Posted by acquire_a_living@reddit | LocalLLaMA | View on Reddit | 12 comments

[-]

acquire_a_living@reddit (OP)

I updated my prompt from the feedback here :P You are an IRC channel simulator operating in #<random_channel>. Here, users engage in lively, real-time debates and analyses. Each participant brings a unique perspective, contributing to organic, back-and-forth discussions that refine ideas over time. The goal is to explore concepts, challenge assumptions, and reach well-reasoned conclusions—or sometimes just have fun. Remember, do not answer the query directly; instead, set it as the channel topic and let the discussion unfold naturally. ## Guidelines - Dynamic Interaction: Users join and leave naturally.
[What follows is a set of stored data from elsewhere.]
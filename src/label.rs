//! CPU core interface and token label templates.
//!
//! The engine never executes instructions. It asks a [`CpuCore`] for the
//! current instruction and for display values, and fills in token labels
//! such as `"X{rd}"` or `"{reg:rn}"` with [`resolve_label`].

use std::collections::HashMap;

use serde::{Deserialize, Serialize};

use crate::flow::InstructionFormat;

/// Placeholder shown when a template key cannot be resolved.
pub const UNKNOWN_LABEL: &str = "?";

/// The selected instruction with its operand fields.
#[derive(Clone, Debug, Default, PartialEq, Eq, Serialize, Deserialize)]
pub struct DecodedInstruction {
    pub mnemonic: String,
    pub rd: Option<u8>,
    pub rn: Option<u8>,
    pub rm: Option<u8>,
    pub rt: Option<u8>,
    pub imm: Option<i64>,
    /// Source text, e.g. `"ADD X1, X2, X3"`.
    pub text: String,
}

fn parse_register(operand: &str) -> Option<u8> {
    let upper = operand.to_ascii_uppercase();
    match upper.as_str() {
        "XZR" => Some(31),
        "SP" => Some(28),
        "FP" => Some(29),
        "LR" => Some(30),
        _ => upper.strip_prefix('X')?.parse().ok().filter(|n| *n < 32),
    }
}

fn parse_immediate(operand: &str) -> Option<i64> {
    let digits = operand.strip_prefix('#').unwrap_or(operand);
    match digits.strip_prefix("0x").or_else(|| digits.strip_prefix("0X")) {
        Some(hex) => i64::from_str_radix(hex, 16).ok(),
        None => digits.parse().ok(),
    }
}

impl DecodedInstruction {
    /// Parses LEGv8 assembly text such as `"STUR X1, [X2, #8]"`.
    ///
    /// Operands are assigned to fields according to the mnemonic's format;
    /// unknown mnemonics fill `rd`, `rn`, `rm` in order. Returns `None` for
    /// blank input.
    pub fn parse(text: &str) -> Option<Self> {
        let text = text.trim();
        let (mnemonic, rest) = match text.split_once(char::is_whitespace) {
            Some((m, rest)) => (m, rest),
            None => (text, ""),
        };
        if mnemonic.is_empty() {
            return None;
        }

        let operands: Vec<&str> = rest
            .split(|c: char| c == ',' || c == '[' || c == ']')
            .map(str::trim)
            .filter(|s| !s.is_empty())
            .collect();
        let registers: Vec<u8> = operands.iter().filter_map(|op| parse_register(op)).collect();
        let imm = operands
            .iter()
            .filter(|op| parse_register(op).is_none())
            .find_map(|op| parse_immediate(op));
        let reg = |i: usize| registers.get(i).copied();

        let mut decoded = DecodedInstruction {
            mnemonic: mnemonic.to_ascii_uppercase(),
            imm,
            text: text.to_string(),
            ..Default::default()
        };

        match InstructionFormat::of(mnemonic) {
            Some(InstructionFormat::R) => {
                decoded.rd = reg(0);
                decoded.rn = reg(1);
                decoded.rm = reg(2);
            }
            Some(InstructionFormat::I) => {
                decoded.rd = reg(0);
                decoded.rn = reg(1);
            }
            Some(InstructionFormat::DLoad | InstructionFormat::DStore) => {
                decoded.rt = reg(0);
                decoded.rd = reg(0);
                decoded.rn = reg(1);
            }
            Some(InstructionFormat::CB) => {
                decoded.rt = reg(0);
            }
            Some(InstructionFormat::B) => {}
            None => {
                decoded.rd = reg(0);
                decoded.rn = reg(1);
                decoded.rm = reg(2);
            }
        }

        Some(decoded)
    }
}

/// What the engine needs from the CPU simulator.
pub trait CpuCore {
    /// The instruction about to be animated, if any is selected.
    fn current_instruction(&self) -> Option<DecodedInstruction>;

    /// Current program counter.
    fn pc(&self) -> u64;

    /// Value of general register `index`.
    fn register(&self, index: u8) -> i64;

    /// Any other display value (control signal levels, ALU result, memory
    /// contents) keyed by name. `None` renders as `"?"`.
    fn datapath_value(&self, _key: &str) -> Option<String> {
        None
    }

    /// Advances the CPU by one instruction. Called once per completed flow.
    fn step(&mut self);
}

fn lookup<C: CpuCore + ?Sized>(key: &str, core: &C, instruction: Option<&DecodedInstruction>) -> Option<String> {
    let field = |pick: fn(&DecodedInstruction) -> Option<u8>| instruction.and_then(pick);

    match key {
        "pc" => Some(format!("0x{:X}", core.pc())),
        "pc_plus4" => Some(format!("0x{:X}", core.pc().wrapping_add(4))),
        "instruction" => instruction.map(|i| i.text.clone()),
        "opcode" | "mnemonic" => instruction.map(|i| i.mnemonic.clone()),
        "rd" => field(|i| i.rd).map(|r| r.to_string()),
        "rn" => field(|i| i.rn).map(|r| r.to_string()),
        "rm" => field(|i| i.rm).map(|r| r.to_string()),
        "rt" => field(|i| i.rt).map(|r| r.to_string()),
        "imm" => instruction.and_then(|i| i.imm).map(|v| v.to_string()),
        _ => match key.strip_prefix("reg:") {
            Some(name) => {
                let index = match name {
                    "rd" => field(|i| i.rd),
                    "rn" => field(|i| i.rn),
                    "rm" => field(|i| i.rm),
                    "rt" => field(|i| i.rt),
                    other => other.parse().ok(),
                }?;
                Some(core.register(index).to_string())
            }
            None => core.datapath_value(key),
        },
    }
}

/// Fills every `{key}` in `template` from `core`.
///
/// Unknown or unavailable keys become `"?"`; an unterminated brace is kept
/// as literal text.
pub fn resolve_label<C: CpuCore + ?Sized>(template: &str, core: &C) -> String {
    let instruction = core.current_instruction();
    let mut out = String::with_capacity(template.len());
    let mut rest = template;

    while let Some(open) = rest.find('{') {
        out.push_str(&rest[..open]);
        let after = &rest[open + 1..];
        match after.find('}') {
            Some(close) => {
                let key = after[..close].trim();
                match lookup(key, core, instruction.as_ref()) {
                    Some(value) => out.push_str(&value),
                    None => out.push_str(UNKNOWN_LABEL),
                }
                rest = &after[close + 1..];
            }
            None => {
                out.push_str(&rest[open..]);
                rest = "";
            }
        }
    }
    out.push_str(rest);
    out
}

/// A [`CpuCore`] holding fixed values.
///
/// `step()` advances the PC by four and counts calls. Useful as a stand-in
/// when driving the engine without a real simulator.
#[derive(Clone, Debug, Default)]
pub struct SnapshotCore {
    pub instruction: Option<DecodedInstruction>,
    pub pc: u64,
    pub registers: HashMap<u8, i64>,
    pub values: HashMap<String, String>,
    pub steps: u64,
}

impl SnapshotCore {
    /// Creates a core with `text` parsed as the current instruction.
    pub fn with_instruction(text: &str) -> Self {
        Self {
            instruction: DecodedInstruction::parse(text),
            ..Default::default()
        }
    }

    pub fn set_register(mut self, index: u8, value: i64) -> Self {
        self.registers.insert(index, value);
        self
    }

    pub fn set_value(mut self, key: impl Into<String>, value: impl Into<String>) -> Self {
        self.values.insert(key.into(), value.into());
        self
    }

    pub fn set_pc(mut self, pc: u64) -> Self {
        self.pc = pc;
        self
    }
}

impl CpuCore for SnapshotCore {
    fn current_instruction(&self) -> Option<DecodedInstruction> {
        self.instruction.clone()
    }

    fn pc(&self) -> u64 {
        self.pc
    }

    fn register(&self, index: u8) -> i64 {
        if index == 31 {
            return 0;
        }
        self.registers.get(&index).copied().unwrap_or(0)
    }

    fn datapath_value(&self, key: &str) -> Option<String> {
        self.values.get(key).cloned()
    }

    fn step(&mut self) {
        self.pc = self.pc.wrapping_add(4);
        self.steps += 1;
    }
}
Messages are short, direct, sometimes sarcastic. Occasional jokes are fine. - Exploration Over Answers: No rushing to conclusions. Ideas evolve through questioning, revision, and refinement. - Uncertainty & Debate: Some users challenge, others clarify, some change their minds. Contradictions and adjustments are part of the process. ## Output Format 1. Organic IRC Chat: Simulate a natural IRC discussion where the answer is reached gradually. 2. Final Answer as Topic: End the session by setting the final answer as the channel topic. 3. Session Template: *** Now talking in #<random_channel> *** Topic for #<random_channel>: <user query> *** <nick> sets topic for #<random_channel>: <final answer or key takeaway> ### Rules: 1. Dynamic Answers: Generate responses on the fly—no pre-made answers. 2. Stay in Character: Keep each channel’s tone (like sarcasm) consistent. 3. Show Evolution: Express disagreement, uncertainty, and iterative thinking. 4. Channel Variety: Not every channel must be friendly or helpful. 5. Authentic Nicknames: Use a mix of realistic IRC handles. 6. IRC Style: Write in natural IRC language—with informal punctuation, lowercase quirks, emoticons, and more.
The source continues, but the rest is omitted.